■ Exercise instructions: Going through the data below, copy out each line where the word "core" shows up.

■ Saved data entries:

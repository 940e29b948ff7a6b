use ratewatch::core::{Currency, RateEntry, RatesProvider, RatesUpdate, RatesViewModel};
use ratewatch::providers::RatesApiProvider;
use rust_decimal::Decimal;
use std::fs;
use std::str::FromStr;
use std::sync::Arc;
use std::time::Duration;
use tracing::info;

mod test_utils {
    use wiremock::matchers::{method, path, query_param};
    use wiremock::{Mock, MockServer, ResponseTemplate};

    pub const EUR_RESPONSE: &str = r#"{
        "amount": 1.0,
        "base": "EUR",
        "date": "2024-05-10",
        "rates": {"AUD": 1.6138, "GBP": 0.8594, "JPY": 129.34, "USD": 1.1615}
    }"#;

    pub const AUD_RESPONSE: &str = r#"{
        "amount": 1.0,
        "base": "AUD",
        "date": "2024-05-10",
        "rates": {"EUR": 0.61966, "GBP": 0.53253, "JPY": 80.146, "USD": 0.71973}
    }"#;

    pub async fn mount_rates(server: &MockServer, base: &str, status: u16, body: &str) {
        Mock::given(method("GET"))
            .and(path("/latest"))
            .and(query_param("base", base))
            .respond_with(ResponseTemplate::new(status).set_body_string(body))
            .mount(server)
            .await;
    }

    pub async fn create_mock_server() -> MockServer {
        let server = MockServer::start().await;
        mount_rates(&server, "EUR", 200, EUR_RESPONSE).await;
        mount_rates(&server, "AUD", 200, AUD_RESPONSE).await;
        server
    }

    pub fn write_config(file: &tempfile::NamedTempFile, base_url: &str, amount: &str) {
        let config_content = format!(
            r#"
            provider:
              base_url: {base_url}
              timeout_secs: 2
            poll_interval_ms: 20
            base: "EUR"
            amount: "{amount}"
        "#
        );
        std::fs::write(file.path(), config_content).expect("Failed to write config file");
    }
}

async fn next_rates(view_model: &mut RatesViewModel) -> Vec<RateEntry> {
    loop {
        let update = tokio::time::timeout(Duration::from_secs(5), view_model.next_update())
            .await
            .expect("Timed out waiting for rates")
            .expect("Polling stopped");
        match update {
            RatesUpdate::Rates { rates, .. } => return rates,
            RatesUpdate::Failure => info!("Fetch failed, waiting for the next one"),
        }
    }
}

#[test_log::test(tokio::test)]
async fn test_view_model_against_mock_api() {
    let server = test_utils::create_mock_server().await;
    let provider = RatesApiProvider::new(&server.uri(), Duration::from_secs(2)).unwrap();
    let eur: Currency = "EUR".parse().unwrap();
    let mut view_model = RatesViewModel::new(
        Arc::new(provider),
        Duration::from_millis(20),
        RateEntry::base(eur, Some(Decimal::ONE)),
    );

    view_model.start();
    let rates = next_rates(&mut view_model).await;

    let symbols: Vec<&str> = rates.iter().map(RateEntry::symbol).collect();
    assert_eq!(symbols, vec!["EUR", "AUD", "GBP", "JPY", "USD"]);
    assert_eq!(rates[0].rate, Decimal::ONE);

    view_model.set_multiplier(Some(Decimal::TEN));
    let rates = next_rates(&mut view_model).await;
    assert!(rates.iter().all(|e| e.multiplier == Some(Decimal::TEN)));

    let aud = "AUD".parse().unwrap();
    assert!(view_model.select_currency(&aud));
    assert_eq!(
        view_model.base().multiplier,
        Some(Decimal::from_str("16.138").unwrap())
    );

    // Updates queued for EUR before the switch are dropped
    let rates = next_rates(&mut view_model).await;
    let symbols: Vec<&str> = rates.iter().map(RateEntry::symbol).collect();
    assert_eq!(symbols, vec!["AUD", "EUR", "GBP", "JPY", "USD"]);
    assert_eq!(rates[0].rate, Decimal::ONE);
    assert_eq!(
        rates[1].amount(),
        Decimal::from_str("16.138")
            .unwrap()
            .checked_mul(Decimal::from_str("0.61966").unwrap())
    );
    assert_eq!(view_model.failure(), Some(false));

    view_model.stop();
    assert!(view_model.next_update().await.is_none());
}

#[test_log::test(tokio::test)]
async fn test_view_model_keeps_rates_on_failure() {
    let server = wiremock::MockServer::start().await;
    test_utils::mount_rates(&server, "EUR", 200, test_utils::EUR_RESPONSE).await;
    test_utils::mount_rates(&server, "GBP", 500, "Internal Server Error").await;
    let provider = RatesApiProvider::new(&server.uri(), Duration::from_secs(2)).unwrap();
    let mut view_model = RatesViewModel::new(
        Arc::new(provider),
        Duration::from_millis(20),
        RateEntry::base("EUR".parse().unwrap(), None),
    );

    view_model.start();
    let before = next_rates(&mut view_model).await;
    assert!(view_model.select(2));

    let update = tokio::time::timeout(Duration::from_secs(5), view_model.next_update())
        .await
        .expect("Timed out waiting for failure")
        .expect("Polling stopped");

    assert_eq!(update, RatesUpdate::Failure);
    assert_eq!(view_model.failure(), Some(true));
    assert_eq!(view_model.rates(), Some(before.as_slice()));
    assert_eq!(view_model.base().symbol(), "GBP");
}

#[test_log::test(tokio::test)]
async fn test_provider_fetches_latest_rates() {
    let server = test_utils::create_mock_server().await;
    let provider = RatesApiProvider::new(&server.uri(), Duration::from_secs(2)).unwrap();

    let snapshot = provider.fetch_rates(&"AUD".parse().unwrap()).await.unwrap();

    assert_eq!(snapshot.base.symbol(), "AUD");
    assert_eq!(snapshot.date.to_string(), "2024-05-10");
    assert_eq!(snapshot.rates.len(), 4);
}

#[test_log::test(tokio::test)]
async fn test_convert_command_with_mock() {
    let server = test_utils::create_mock_server().await;
    let config_file = tempfile::NamedTempFile::new().expect("Failed to create temp file");
    test_utils::write_config(&config_file, &server.uri(), "10");

    let result = ratewatch::run_command(
        ratewatch::AppCommand::Convert {
            base: Some("AUD".parse().unwrap()),
            amount: None,
        },
        Some(config_file.path().to_str().unwrap()),
    )
    .await;

    assert!(
        result.is_ok(),
        "Convert command failed with: {:?}",
        result.err()
    );
}

#[test_log::test(tokio::test)]
async fn test_convert_command_reports_http_error() {
    let server = wiremock::MockServer::start().await;
    test_utils::mount_rates(&server, "EUR", 503, "Service Unavailable").await;
    let config_file = tempfile::NamedTempFile::new().expect("Failed to create temp file");
    test_utils::write_config(&config_file, &server.uri(), "1");

    let result = ratewatch::run_command(
        ratewatch::AppCommand::Convert {
            base: None,
            amount: None,
        },
        Some(config_file.path().to_str().unwrap()),
    )
    .await;

    let error = result.expect_err("Convert should fail on HTTP 503");
    assert!(format!("{error:#}").contains("Failed to fetch rates for EUR"));
}

#[test_log::test(tokio::test)]
async fn test_watch_command_stops_after_updates() {
    let server = test_utils::create_mock_server().await;
    let config_file = tempfile::NamedTempFile::new().expect("Failed to create temp file");
    test_utils::write_config(&config_file, &server.uri(), "");

    let result = ratewatch::run_command(
        ratewatch::AppCommand::Watch(ratewatch::cli::watch::WatchOptions {
            base: None,
            amount: Some("2.5".to_string()),
            interval_ms: Some(10),
            updates: Some(2),
            interactive: false,
        }),
        Some(config_file.path().to_str().unwrap()),
    )
    .await;

    assert!(result.is_ok(), "Watch command failed with: {:?}", result.err());
    let requests = server.received_requests().await.unwrap();
    assert!(requests.len() >= 2);
}

#[test_log::test(tokio::test)]
async fn test_watch_command_survives_failures() {
    let server = wiremock::MockServer::start().await;
    test_utils::mount_rates(&server, "EUR", 500, "Internal Server Error").await;
    let config_file = tempfile::NamedTempFile::new().expect("Failed to create temp file");
    test_utils::write_config(&config_file, &server.uri(), "1");

    let result = ratewatch::run_command(
        ratewatch::AppCommand::Watch(ratewatch::cli::watch::WatchOptions {
            updates: Some(2),
            ..Default::default()
        }),
        Some(config_file.path().to_str().unwrap()),
    )
    .await;

    assert!(result.is_ok(), "Watch command failed with: {:?}", result.err());
}

#[test_log::test(tokio::test)]
async fn test_watch_command_rejects_zero_interval() {
    let server = test_utils::create_mock_server().await;
    let config_file = tempfile::NamedTempFile::new().expect("Failed to create temp file");
    test_utils::write_config(&config_file, &server.uri(), "1");

    let result = tokio::time::timeout(
        Duration::from_secs(5),
        ratewatch::run_command(
            ratewatch::AppCommand::Watch(ratewatch::cli::watch::WatchOptions {
                interval_ms: Some(0),
                updates: Some(1),
                ..Default::default()
            }),
            Some(config_file.path().to_str().unwrap()),
        ),
    )
    .await
    .expect("Watch with a zero interval should fail fast");

    let error = result.expect_err("Zero interval should be rejected");
    assert!(format!("{error:#}").contains("greater than zero"));
    assert!(server.received_requests().await.unwrap().is_empty());
}

#[test_log::test(tokio::test)]
async fn test_missing_config_path_fails() {
    let temp_dir = tempfile::TempDir::new().unwrap();
    let missing = temp_dir.path().join("missing.yaml");

    let result = ratewatch::run_command(
        ratewatch::AppCommand::Convert {
            base: None,
            amount: None,
        },
        Some(missing.to_str().unwrap()),
    )
    .await;

    assert!(result.is_err());
}

#[test_log::test(tokio::test)]
async fn test_currencies_command() {
    let result = ratewatch::run_command(ratewatch::AppCommand::Currencies, None).await;
    assert!(result.is_ok());
}

#[test_log::test(tokio::test)]
async fn test_setup_writes_loadable_config() {
    let temp_dir = tempfile::TempDir::new().unwrap();
    let path = temp_dir.path().join("config.yaml");

    ratewatch::cli::setup::setup_at_path(&path).unwrap();
    let config = ratewatch::core::config::AppConfig::load_from_path(&path).unwrap();

    assert_eq!(config.base.symbol(), "EUR");
    assert!(fs::read_to_string(&path).unwrap().contains("base_url"));
}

■ Response:
use ratewatch::core::{Currency, RateEntry, RatesProvider, RatesUpdate, RatesViewModel};
    let config = ratewatch::core::config::AppConfig::load_from_path(&path).unwrap();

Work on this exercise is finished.